Com os textos de outros, em diálogo \”ucrónico\” com eles, o que Pinho Vargas delineia é uma possibilidade de reinscrição do sujeito como matéria da própria música. É um trilho pessoal e no entanto próximo do de outros, em reconsideração dos paradigmas de inscrição do sujeito que são Schubert e Schumann – e essa é uma questão que também particularmente me importa.
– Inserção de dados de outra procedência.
//! Administration of the records the engine reads: spaces and passes.
//! Also WAL compaction, which needs a consistent view of both.

use std::sync::Arc;

use tokio::sync::{oneshot, RwLock};
use ulid::Ulid;

use crate::limits::*;
use crate::model::*;

use super::{pass_from_issued, Engine, EngineError, WalCommand};

fn validate_name(name: &str) -> Result<(), EngineError> {
    if name.len() > MAX_NAME_LEN {
        return Err(EngineError::LimitExceeded("name too long"));
    }
    Ok(())
}

fn validate_new_pass(new: &NewPass) -> Result<(), EngineError> {
    if new.client_id.is_empty() {
        return Err(EngineError::InvalidPass("client id is required"));
    }
    if new.client_id.len() > MAX_CLIENT_ID_LEN {
        return Err(EngineError::LimitExceeded("client id too long"));
    }
    if new.total_sessions == 0 {
        return Err(EngineError::InvalidPass("total sessions must be positive"));
    }
    if new.total_sessions > MAX_SESSIONS_PER_PASS {
        return Err(EngineError::LimitExceeded("too many sessions on pass"));
    }
    if new.session_duration_minutes == 0 {
        return Err(EngineError::InvalidPass("session duration must be positive"));
    }
    if new.session_duration_minutes > MAX_SESSION_DURATION_MINUTES {
        return Err(EngineError::LimitExceeded("session duration too long"));
    }
    if new.trainers.len() > MAX_TRAINERS_PER_PASS {
        return Err(EngineError::LimitExceeded("too many trainers on pass"));
    }
    for trainer in &new.trainers {
        validate_name(trainer)?;
    }
    Ok(())
}

impl Engine {
    pub async fn create_space(&self, name: String, capacity: u32) -> Result<Space, EngineError> {
        if capacity == 0 {
            return Err(EngineError::InvalidCapacity(capacity));
        }
        validate_name(&name)?;
        if self.spaces.len() >= MAX_SPACES_PER_TENANT {
            return Err(EngineError::LimitExceeded("too many spaces"));
        }

        let _gate = self.commit_gate.read().await;
        let id = Ulid::new();
        let event = Event::SpaceCreated {
            id,
            name: name.clone(),
            capacity,
        };
        self.wal_append(&event).await?;
        let ss = SpaceState::new(id, name, capacity);
        let info = ss.info();
        self.spaces.insert(id, Arc::new(RwLock::new(ss)));
        self.notify.send(id, &event);
        tracing::info!("space {id} created with capacity {capacity}");
        Ok(info)
    }

    /// Rename and/or resize a space. A capacity change only affects later
    /// admission checks; existing reservations are kept even above the new limit.
    pub async fn update_space(
        &self,
        id: Ulid,
        name: Option<String>,
        capacity: Option<u32>,
    ) -> Result<Space, EngineError> {
        if let Some(cap) = capacity
            && cap == 0
        {
            return Err(EngineError::InvalidCapacity(cap));
        }
        if let Some(n) = &name {
            validate_name(n)?;
        }

        let _gate = self.commit_gate.read().await;
        let mut guard = self.lock_space(&id).await?;
        let event = Event::SpaceUpdated {
            id,
            name: name.unwrap_or_else(|| guard.name.clone()),
            capacity: capacity.unwrap_or(guard.capacity),
        };
        self.persist_space(&mut guard, &event).await?;
        tracing::info!("space {id} updated: capacity {}", guard.capacity);
        Ok(guard.info())
    }

    /// Delete a space and its reservation history. Refused while confirmed
    /// reservations that have not ended yet remain.
    pub async fn delete_space(&self, id: Ulid) -> Result<(), EngineError> {
        let _gate = self.commit_gate.read().await;
        let guard = self.lock_space(&id).await?;
        let now = self.now();
        let live_reservations = guard
            .reservations
            .iter()
            .filter(|r| r.is_confirmed() && r.span.end > now)
            .count();
        if live_reservations > 0 {
            return Err(EngineError::SpaceInUse {
                space_id: id,
                live_reservations,
            });
        }

        let event = Event::SpaceDeleted { id };
        self.wal_append(&event).await?;
        self.spaces.remove(&id);
        for r in &guard.reservations {
            self.reservation_to_space.remove(&r.id);
        }
        self.notify.send(id, &event);
        self.notify.remove(&id);
        tracing::info!("space {id} deleted");
        Ok(())
    }

    pub async fn issue_pass(&self, new: NewPass) -> Result<SessionPass, EngineError> {
        validate_new_pass(&new)?;
        if self.passes.len() >= MAX_PASSES_PER_TENANT {
            return Err(EngineError::LimitExceeded("too many passes"));
        }

        let _gate = self.commit_gate.read().await;
        let id = Ulid::new();
        let event = Event::PassIssued {
            id,
            client_id: new.client_id,
            kind: new.kind,
            total_sessions: new.total_sessions,
            session_duration_minutes: new.session_duration_minutes,
            payment_status: new.payment_status,
            trainers: new.trainers,
            issued_at: self.now(),
        };
        let pass = pass_from_issued(&event).ok_or(EngineError::PassNotFound(id))?;
        self.wal_append(&event).await?;
        self.passes
            .insert(id, Arc::new(RwLock::new(PassState::new(pass.clone()))));
        self.notify.send(id, &event);
        tracing::info!(
            "pass {id} issued to {}: {} sessions",
            pass.client_id,
            pass.total_sessions
        );
        Ok(pass)
    }

    pub async fn set_payment_status(
        &self,
        id: Ulid,
        payment_status: PaymentStatus,
    ) -> Result<SessionPass, EngineError> {
        let _gate = self.commit_gate.read().await;
        let mut guard = self.lock_pass(&id).await?;
        if guard.pass.payment_status != payment_status {
            let event = Event::PaymentStatusChanged { id, payment_status };
            self.persist_pass(&mut guard, &event).await?;
            tracing::info!("pass {id} marked {}", payment_status.as_str());
        }
        Ok(guard.pass.clone())
    }

    /// Delete a pass along with its attendance log. Reservations that linked
    /// it keep the dangling reference; attending them fails with `PassNotFound`.
    pub async fn delete_pass(&self, id: Ulid) -> Result<(), EngineError> {
        let _gate = self.commit_gate.read().await;
        let guard = self.lock_pass(&id).await?;
        let event = Event::PassDeleted { id };
        self.wal_append(&event).await?;
        self.passes.remove(&id);
        for e in &guard.entries {
            self.entry_to_pass.remove(&e.id);
        }
        self.notify.send(id, &event);
        self.notify.remove(&id);
        tracing::info!("pass {id} deleted");
        Ok(())
    }

    /// Rewrite the WAL with the minimal event set for the current state.
    /// Holds the commit gate exclusively, so no mutation commits meanwhile.
    pub async fn compact_wal(&self) -> Result<(), EngineError> {
        let _gate = self.commit_gate.write().await;
        let mut events = Vec::new();

        let spaces: Vec<_> = self.spaces.iter().map(|e| e.value().clone()).collect();
        for ss in spaces {
            let guard = ss.read().await;
            events.push(Event::SpaceCreated {
                id: guard.id,
                name: guard.name.clone(),
                capacity: guard.capacity,
            });
            for r in &guard.reservations {
                events.push(Event::ReservationCreated {
                    id: r.id,
                    space_id: r.space_id,
                    client_id: r.client_id.clone(),
                    span: r.span,
                    pass_id: r.pass_id,
                    created_at: r.created_at,
                });
                if r.attendance_registered {
                    events.push(Event::AttendanceRegistered {
                        id: r.id,
                        space_id: r.space_id,
                        credit: None,
                    });
                }
                if !r.is_confirmed() {
                    events.push(Event::ReservationCancelled {
                        id: r.id,
                        space_id: r.space_id,
                    });
                }
            }
        }

        let passes: Vec<_> = self.passes.iter().map(|e| e.value().clone()).collect();
        for ps in passes {
            let guard = ps.read().await;
            let pass = &guard.pass;
            events.push(Event::PassIssued {
                id: pass.id,
                client_id: pass.client_id.clone(),
                kind: pass.kind,
                total_sessions: pass.total_sessions,
                session_duration_minutes: pass.session_duration_minutes,
                payment_status: pass.payment_status,
                trainers: pass.trainers.clone(),
                issued_at: pass.issued_at,
            });
            for e in &guard.entries {
                events.push(Event::AttendanceAppended {
                    pass_id: pass.id,
                    entry_id: e.id,
                    date: e.date,
                    reservation_id: e.reservation_id,
                });
            }
        }

        let count = events.len();
        let (tx, rx) = oneshot::channel();
        self.wal_tx
            .send(WalCommand::Compact {
                events,
                response: tx,
            })
            .await
            .map_err(|_| EngineError::WalError("WAL writer shut down".into()))?;
        rx.await
            .map_err(|_| EngineError::WalError("WAL writer dropped response".into()))?
            .map_err(|e| EngineError::WalError(e.to_string()))?;
        tracing::info!("WAL compacted to {count} events");
        Ok(())
    }

    pub async fn wal_appends_since_compact(&self) -> u64 {
        let (tx, rx) = oneshot::channel();
        if self
            .wal_tx
            .send(WalCommand::AppendsSinceCompact { response: tx })
            .await
            .is_err()
        {
            return 0;
        }
        rx.await.unwrap_or(0)
    }
}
Há quem entenda que categorias como \”sublime\” e \”belo\” estão irremediavelmente caducas pela experiência da arte moderna – José Gil afirmava-o recentemente. Pergunto-me todavia, e cada vez mais, se depois de Duchamp não teremos ainda de reconsiderar Kant – alargando uma discussão que tem estado sobretudo presente nas artes plásticas, designadamente com o Kant after Duchamp de Thierry Duve – e também de tentar uma inscrição e uma experiência que resistam para além da sucessão de transitoriedades e dos horizontes acumulados de negatividade da \”obra-em-si\”.
São questões que também moldam a minha experiência pessoal de conhecimento de Six Portraits of Pain, certamente a obra mais ambiciosa e eloquente do autor após Os Dias Levantados e Acting Out – arriscaria aliás que aqui se desenha um novo modo de \”acting\”, introspectivo, não sem paralelos e também elucidativas dissemelhanças com o de Acting Out.
A obra não é apenas um diálogo entre o violoncelo e o conjunto mas tem também diversas \”dramatis personae\” que se destacam, sendo de realce o \”concertino\” que se forma entre o violoncelo e dois violinos.
A sonoridade grave e nobre do violoncelo, como também o uso do instrumento em toda a sua extensão, são particularmente vibrantes no \”macro-retrato\”, o percurso em que o sujeito se delineia afinal – e muito pessoalmente não deixo de evocar que uma das obras maiores do Schumann final é o Concerto de Violoncelo com a sua tão distintiva estrutura rapsódica
Convirá não esquecer que Pinho Vargas tem ainda assim um estatuto reconhecido, e a presença de um grande violoncelista como Anssi Karttunen demonstrou, para das conhecidas peripécias da Casa, um interesse em garantir as melhores condições a esta estreia – e essa presença foi também motor da exaltante execução por parte do Remix Ensemble dirigido por Frank Ollu, com destaque, que foram mesmo primorosos, para os violinistas Angel Gimeno e Xuan Du.
À mesma hora em que esta peça para a abertura da Casa da Música era estreada ocorria a inauguração oficial. O poder político e cultural abriu a Casa na ignorância da Música, e com esse estiveram os focos do interesse mediático – outro episódio da \”melancolia do artista\”.